A ustedes les pregunto, existencias inferiores, producto de mi más deplorable esfuerzo, de mi desgano inusitado por dedicarme a lo terreno ¿Creen que pueden hablar de los Dioses?
No proclamen ser justos, haciendo gala de leyes patéticas e improvisadas, producto de su raciocinio limitado, no hablen de jerarquía cuando son todos iguales en su irremediable ignorancia, en su ignominiosa estupidez. Oír sus rezos me oprime, ver sus libaciones me enferma. Mi cuerpo perfecto no puede ser emulado por su pobre artesanía, mis rasgos sublimes no pueden ser imitados por la torpe mano de un hombre. ¿Qué es de esa vanidad terrena que los hace creerse capaces de atisbar, aunque estén en sus mejores días y se coronen reyes del mundo, que pueden compararse con el más burdo de nuestros defectos?
Somos Dioses, somos, el humano no puede entenderlo, el humano no entiende. Su sangre enferma, su cuerpo débil, su mentalidad endeble, su existencia efímera ¿Qué son todas esas cosas al lado de un instante de nuestra existencia, de una molécula de nuestra entidad, de un respiro de nuestro aire, de un vistazo robado de nuestra soberana magnificencia?
Supremacía es una palabra que no les corresponde, perfección, menos incluso, pues es un privilegio de los imperecederos, gloria es el adjetivo de nuestras obras, y esto es así, no se permitan, por lo tanto, utilizar con tanta libertad estas palabras, que no por que posean la posibilidad de mencionarlas con sus pérfidas lenguas, les conceden algún uso real sobre ellas.

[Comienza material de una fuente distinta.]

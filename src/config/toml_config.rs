use crate::core::ConfigProvider;
use crate::domain::model::{FileEncoding, LogLevel, MetadataInput, OutputFormat, ProcessingOptions};
use crate::domain::package::BoolOption;
use crate::utils::error::{AssemblyInfoError, Result};
use crate::utils::validation::{
    validate_file_patterns, validate_non_empty_string, validate_package_urls, validate_path, Validate,
};
use serde::{Deserialize, Serialize};
use std::path::Path;

#[derive(Debug, Clone, Serialize, Deserialize)]
pub struct TomlConfig {
    pub source: SourceConfig,
    #[serde(default)]
    pub options: OptionsConfig,
    #[serde(default)]
    pub assembly: AssemblyConfig,
    #[serde(default)]
    pub package: PackageConfig,
    #[serde(default)]
    pub build: BuildConfig,
}

#[derive(Debug, Clone, Serialize, Deserialize)]
pub struct SourceConfig {
    pub path: String,
    pub files: Vec<String>,
}

#[derive(Debug, Clone, Default, Serialize, Deserialize)]
pub struct OptionsConfig {
    pub insert_attributes: Option<bool>,
    pub file_encoding: Option<FileEncoding>,
    pub write_bom: Option<bool>,
    pub fail_on_warning: Option<bool>,
    pub log_level: Option<LogLevel>,
    pub output_format: Option<OutputFormat>,
}

#[derive(Debug, Clone, Default, Serialize, Deserialize)]
pub struct AssemblyConfig {
    pub title: Option<String>,
    pub product: Option<String>,
    pub description: Option<String>,
    pub company: Option<String>,
    pub copyright: Option<String>,
    pub trademark: Option<String>,
    pub configuration: Option<String>,
    pub culture: Option<String>,
    pub version: Option<String>,
    pub file_version: Option<String>,
    pub informational_version: Option<String>,
    pub com_visible: Option<bool>,
    pub cls_compliant: Option<bool>,
}

#[derive(Debug, Clone, Default, Serialize, Deserialize)]
pub struct PackageConfig {
    pub id: Option<String>,
    pub version: Option<String>,
    pub authors: Option<String>,
    pub license_url: Option<String>,
    pub project_url: Option<String>,
    pub icon_url: Option<String>,
    pub repository_url: Option<String>,
    pub repository_type: Option<String>,
    pub tags: Option<String>,
    pub release_notes: Option<String>,
    #[serde(default)]
    pub generate_package_on_build: BoolOption,
    #[serde(default)]
    pub require_license_acceptance: BoolOption,
    #[serde(default)]
    pub generate_documentation_file: BoolOption,
}

#[derive(Debug, Clone, Default, Serialize, Deserialize)]
pub struct BuildConfig {
    pub number: Option<String>,
    pub tag: Option<String>,
}

impl TomlConfig {
    /// 從 TOML 檔案載入配置
    pub fn from_file<P: AsRef<Path>>(path: P) -> Result<Self> {
        let content = std::fs::read_to_string(&path).map_err(AssemblyInfoError::IoError)?;
        Self::from_toml_str(&content)
    }

    /// 從 TOML 字串解析配置
    pub fn from_toml_str(content: &str) -> Result<Self> {
        let processed_content = Self::substitute_env_vars(content)?;

        toml::from_str(&processed_content).map_err(|e| AssemblyInfoError::ConfigValidationError {
            field: "toml_parsing".to_string(),
            message: format!("TOML parsing error: {}", e),
        })
    }

    /// 替換環境變數 (例如 ${BUILD_BUILDNUMBER})，未定義的保持原樣
    fn substitute_env_vars(content: &str) -> Result<String> {
        let re = regex::Regex::new(r"\$\{([^}]+)\}").map_err(|e| AssemblyInfoError::ConfigError {
            message: format!("Invalid environment pattern: {}", e),
        })?;

        let result = re.replace_all(content, |caps: &regex::Captures| {
            let var_name = &caps[1];
            std::env::var(var_name).unwrap_or_else(|_| format!("${{{}}}", var_name))
        });

        Ok(result.to_string())
    }

    /// 驗證配置的合理性
    pub fn validate_config(&self) -> Result<()> {
        validate_path("source.path", &self.source.path)?;
        validate_file_patterns("source.files", &self.source.files)?;

        if let Some(id) = &self.package.id {
            validate_non_empty_string("package.id", id)?;
        }

        validate_package_urls(&self.metadata_input())
    }

    pub fn output_format(&self) -> OutputFormat {
        self.options.output_format.unwrap_or_default()
    }

    pub fn log_level(&self) -> LogLevel {
        self.options.log_level.unwrap_or_default()
    }
}

impl ConfigProvider for TomlConfig {
    fn source_path(&self) -> &str {
        &self.source.path
    }

    fn file_patterns(&self) -> &[String] {
        &self.source.files
    }

    fn options(&self) -> ProcessingOptions {
        let defaults = ProcessingOptions::default();
        ProcessingOptions {
            insert_attributes: self.options.insert_attributes.unwrap_or(defaults.insert_attributes),
            file_encoding: self.options.file_encoding.unwrap_or(defaults.file_encoding),
            write_bom: self.options.write_bom.unwrap_or(defaults.write_bom),
            fail_on_warning: self.options.fail_on_warning.unwrap_or(defaults.fail_on_warning),
            log_level: self.log_level(),
            output_format: self.output_format(),
        }
    }

    fn metadata_input(&self) -> MetadataInput {
        let assembly = &self.assembly;
        let package = &self.package;

        MetadataInput {
            title: assembly.title.clone(),
            configuration: assembly.configuration.clone(),
            product: assembly.product.clone(),
            copyright: assembly.copyright.clone(),
            culture: assembly.culture.clone(),
            version: assembly.version.clone(),
            file_version: assembly.file_version.clone(),
            informational_version: assembly.informational_version.clone(),
            company: assembly.company.clone(),
            trademark: assembly.trademark.clone(),
            description: assembly.description.clone(),
            com_visible: assembly.com_visible,
            cls_compliant: assembly.cls_compliant,
            package_id: package.id.clone(),
            package_version: package.version.clone(),
            authors: package.authors.clone(),
            license_url: package.license_url.clone(),
            project_url: package.project_url.clone(),
            icon_url: package.icon_url.clone(),
            repository_url: package.repository_url.clone(),
            repository_type: package.repository_type.clone(),
            tags: package.tags.clone(),
            release_notes: package.release_notes.clone(),
            generate_package_on_build: package.generate_package_on_build,
            require_license_acceptance: package.require_license_acceptance,
            generate_documentation_file: package.generate_documentation_file,
            build_number: self.build.number.clone(),
            build_tag: self.build.tag.clone(),
        }
    }
}

impl Validate for TomlConfig {
    fn validate(&self) -> Result<()> {
        self.validate_config()
    }
}
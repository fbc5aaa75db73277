use serde::{Deserialize, Serialize};
use strum::{Display, EnumString};

/// Tri-state switch for boolean project properties.
#[derive(Debug, Clone, Copy, PartialEq, Eq, Default, Display, EnumString, Serialize, Deserialize)]
#[strum(ascii_case_insensitive, serialize_all = "lowercase")]
#[serde(rename_all = "lowercase")]
pub enum BoolOption {
    True,
    False,
    /// Leave the property as it is.
    #[default]
    Ignore,
}

impl BoolOption {
    pub fn as_bool(self) -> Option<bool> {
        match self {
            BoolOption::True => Some(true),
            BoolOption::False => Some(false),
            BoolOption::Ignore => None,
        }
    }
}

impl From<bool> for BoolOption {
    fn from(value: bool) -> Self {
        if value {
            BoolOption::True
        } else {
            BoolOption::False
        }
    }
}

/// NuGet package properties written to SDK-style project files.
#[derive(Debug, Clone, PartialEq, Eq, Default, Serialize, Deserialize)]
pub struct PackageMetadata {
    pub package_id: Option<String>,
    /// Free-form, e.g. `9.8.7-beta65`.
    pub package_version: Option<String>,
    pub authors: Option<String>,
    pub license_url: Option<String>,
    pub project_url: Option<String>,
    pub icon_url: Option<String>,
    pub repository_url: Option<String>,
    pub repository_type: Option<String>,
    pub tags: Option<String>,
    pub release_notes: Option<String>,
    #[serde(default)]
    pub generate_package_on_build: BoolOption,
    #[serde(default)]
    pub require_license_acceptance: BoolOption,
    #[serde(default)]
    pub generate_documentation_file: BoolOption,
}

impl PackageMetadata {
    /// MSBuild property name and value for every set field.
    pub fn properties(&self) -> Vec<(&'static str, String)> {
        let text = [
            ("PackageId", &self.package_id),
            ("Version", &self.package_version),
            ("Authors", &self.authors),
            ("PackageLicenseUrl", &self.license_url),
            ("PackageProjectUrl", &self.project_url),
            ("PackageIconUrl", &self.icon_url),
            ("RepositoryUrl", &self.repository_url),
            ("RepositoryType", &self.repository_type),
            ("PackageTags", &self.tags),
            ("PackageReleaseNotes", &self.release_notes),
        ];
        let flags = [
            ("GeneratePackageOnBuild", self.generate_package_on_build),
            ("PackageRequireLicenseAcceptance", self.require_license_acceptance),
            ("GenerateDocumentationFile", self.generate_documentation_file),
        ];

        text.into_iter()
            .filter_map(|(name, value)| value.clone().map(|v| (name, v)))
            .chain(
                flags
                    .into_iter()
                    .filter_map(|(name, flag)| flag.as_bool().map(|b| (name, b.to_string()))),
            )
            .collect()
    }
}

#[cfg(test)]
mod tests {
    use super::*;

    #[test]
    fn test_bool_option_parsing() {
        assert_eq!("true".parse::<BoolOption>().unwrap(), BoolOption::True);
        assert_eq!("IGNORE".parse::<BoolOption>().unwrap(), BoolOption::Ignore);
        assert!("maybe".parse::<BoolOption>().is_err());
        assert_eq!(BoolOption::False.to_string(), "false");
        assert_eq!(BoolOption::Ignore.as_bool(), None);
    }

    #[test]
    fn test_properties_skip_unset_and_ignored() {
        let package = PackageMetadata {
            package_id: Some("my-lib".to_string()),
            package_version: Some("9.8.7-beta65".to_string()),
            generate_package_on_build: BoolOption::True,
            ..Default::default()
        };

        assert_eq!(
            package.properties(),
            vec![
                ("PackageId", "my-lib".to_string()),
                ("Version", "9.8.7-beta65".to_string()),
                ("GeneratePackageOnBuild", "true".to_string()),
            ]
        );
    }
}
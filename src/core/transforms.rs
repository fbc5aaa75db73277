//! Value transforms applied before the descriptor is built: `$(date:FORMAT)`
//! expansion and wildcard resolution.

use crate::domain::metadata::AssemblyMetadata;
use crate::domain::model::{MetadataInput, PreparedMetadata};
use crate::domain::package::PackageMetadata;
use crate::domain::version::{replace_wildcards, VersionNumber, VersionStamp};
use crate::utils::error::Result;
use chrono::{DateTime, TimeZone};
use regex::{Captures, Regex};
use std::fmt;
use std::sync::OnceLock;

fn date_token() -> &'static Regex {
    static TOKEN: OnceLock<Regex> = OnceLock::new();
    TOKEN.get_or_init(|| Regex::new(r"\$\(date:([^)]*)\)").expect("static date token regex"))
}

// 由長到短排列，確保 "MMMM" 先於 "MM" 被比對
const MOMENT_TOKENS: &[(&str, &str)] = &[
    ("YYYY", "%Y"),
    ("YY", "%y"),
    ("MMMM", "%B"),
    ("MMM", "%b"),
    ("MM", "%m"),
    ("M", "%-m"),
    ("dddd", "%A"),
    ("ddd", "%a"),
    ("DD", "%d"),
    ("D", "%-d"),
    ("HH", "%H"),
    ("H", "%-H"),
    ("hh", "%I"),
    ("h", "%-I"),
    ("mm", "%M"),
    ("m", "%-M"),
    ("ss", "%S"),
    ("s", "%-S"),
    ("A", "%p"),
    ("a", "%P"),
];

/// Translates a moment-style date format (`DD.MM.YYYY HH:mm a`) into a chrono
/// strftime string. Characters that are not tokens are kept literally.
pub fn moment_to_strftime(format: &str) -> String {
    let mut out = String::with_capacity(format.len() * 2);
    let mut rest = format;

    'outer: while !rest.is_empty() {
        for (token, spec) in MOMENT_TOKENS {
            if let Some(tail) = rest.strip_prefix(token) {
                out.push_str(spec);
                rest = tail;
                continue 'outer;
            }
        }

        let mut chars = rest.chars();
        if let Some(c) = chars.next() {
            if c == '%' {
                out.push_str("%%");
            } else {
                out.push(c);
            }
        }
        rest = chars.as_str();
    }

    out
}

/// Replaces every `$(date:FORMAT)` token in `value` with `now` rendered in FORMAT.
pub fn expand_date_tokens<Tz>(value: &str, now: &DateTime<Tz>) -> String
where
    Tz: TimeZone,
    Tz::Offset: fmt::Display,
{
    date_token()
        .replace_all(value, |caps: &Captures| {
            now.format(&moment_to_strftime(&caps[1])).to_string()
        })
        .into_owned()
}

fn clean(value: &Option<String>) -> Option<&str> {
    value.as_deref().map(str::trim).filter(|v| !v.is_empty())
}

/// Expands dates, resolves wildcards and validates the raw input.
pub fn prepare<Tz>(input: &MetadataInput, now: &DateTime<Tz>) -> Result<PreparedMetadata>
where
    Tz: TimeZone,
    Tz::Offset: fmt::Display,
{
    let stamp = VersionStamp::at(now.naive_local());
    tracing::debug!("Version stamp: build {}, revision {}", stamp.build, stamp.revision);

    let text = |value: &Option<String>| clean(value).map(|v| expand_date_tokens(v, now));
    let stamped = |value: &Option<String>| text(value).map(|v| replace_wildcards(&v, &stamp));

    let mut builder = AssemblyMetadata::builder();

    if let Some(v) = text(&input.title) {
        builder = builder.title(v);
    }
    if let Some(v) = text(&input.configuration) {
        builder = builder.configuration(v);
    }
    if let Some(v) = text(&input.product) {
        builder = builder.product(v);
    }
    if let Some(v) = text(&input.copyright) {
        builder = builder.copyright(v);
    }
    if let Some(v) = text(&input.culture) {
        builder = builder.culture(v);
    }
    if let Some(v) = text(&input.company) {
        builder = builder.company(v);
    }
    if let Some(v) = text(&input.trademark) {
        builder = builder.trademark(v);
    }
    if let Some(v) = text(&input.description) {
        builder = builder.description(v);
    }
    if let Some(v) = stamped(&input.informational_version) {
        builder = builder.informational_version(v);
    }
    if let Some(v) = text(&input.version) {
        let version = VersionNumber::extract("version", &v)?.resolve_wildcards(&stamp);
        builder = builder.version(version.to_string());
    }
    if let Some(v) = text(&input.file_version) {
        let version = VersionNumber::extract("file_version", &v)?.resolve_wildcards(&stamp);
        builder = builder.file_version(version.to_string());
    }
    if let Some(flag) = input.com_visible {
        builder = builder.com_visible(flag);
    }
    if let Some(flag) = input.cls_compliant {
        builder = builder.cls_compliant(flag);
    }

    let assembly = builder.build()?;

    let package = PackageMetadata {
        package_id: text(&input.package_id),
        package_version: stamped(&input.package_version),
        authors: text(&input.authors),
        license_url: text(&input.license_url),
        project_url: text(&input.project_url),
        icon_url: text(&input.icon_url),
        repository_url: text(&input.repository_url),
        repository_type: text(&input.repository_type),
        tags: text(&input.tags),
        release_notes: text(&input.release_notes),
        generate_package_on_build: input.generate_package_on_build,
        require_license_acceptance: input.require_license_acceptance,
        generate_documentation_file: input.generate_documentation_file,
    };

    Ok(PreparedMetadata {
        assembly,
        package,
        build_number: stamped(&input.build_number),
        build_tag: stamped(&input.build_tag),
    })
}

No se tomen, entonces, libertades que no les corresponden, no se engañen, la libertad no les corresponde. Libertad es la supremacía del ser perfecto, es la existencia del ser perfecto, es la constitución del ser perfecto: se hacer; ni siquiera es hacer lo que se nos ocurra, porque las ocurrencias son tan efímeras como las insulsas imaginaciones de quienes esperan tenerlas. El dios es libre, el hombre es prisionero, ese es el orden, nuestro orden. El hombre es prisionero se sus pasiones, esclavo de su cuerpo nauseabundo, de sus necesidades interminables, que resultan tan inagotables como sus innumerables limitaciones para ocuparse de ellas ¿Crees que puedes regodearte de tus cadenas rotas, de los opresores que has destituido? Tú eres el mayor de tus opresores, tú eres el más grueso de los grilletes que te aprisionan: vives, y por lo tanto siempre serás prisionero.
Y sufres. Si vives, es porque has llegado a tu insípida existencia para experimentar los dolores de los perecederos. Perecederos por sus cuerpos, perecederos por sus ideas, perecederos por sus convicciones, perecederos por sus valores, perecederos. La degradación que constituye su vida desde el mismo momento en que la obtienen no deja de traducirse a la patética aldea que integran, a ese intento por disminuir el caos de su vano intento de obtener orden, ese intento que provoca más caos que orden. Su falta de rigurosidad, de su carencia total de ingenio para regular su comunidad es lo que más nos perturba, lo que nos enferma. A nosotros, que somos intocables, ustedes llegan a afectarnos, porque hablan de Dioses que les entregan reglas, porque hablan de Dioses que los cuidan y los resguardan. ¿Quién de entre todos nosotros podría tener ese interés por ustedes? ¿Cuál de los Dioses les entregaría ley alguna para reglarlos, y menos, para procurar su subsistencia?
Entidades inferiores, existencias patéticas, a ustedes les pregunto, a ustedes que son el producto de mi más deplorable esfuerzo, de mi desgano inusitado por dedicarme a lo terreno ¿Creen que pueden hablar de nosotros, los Dioses?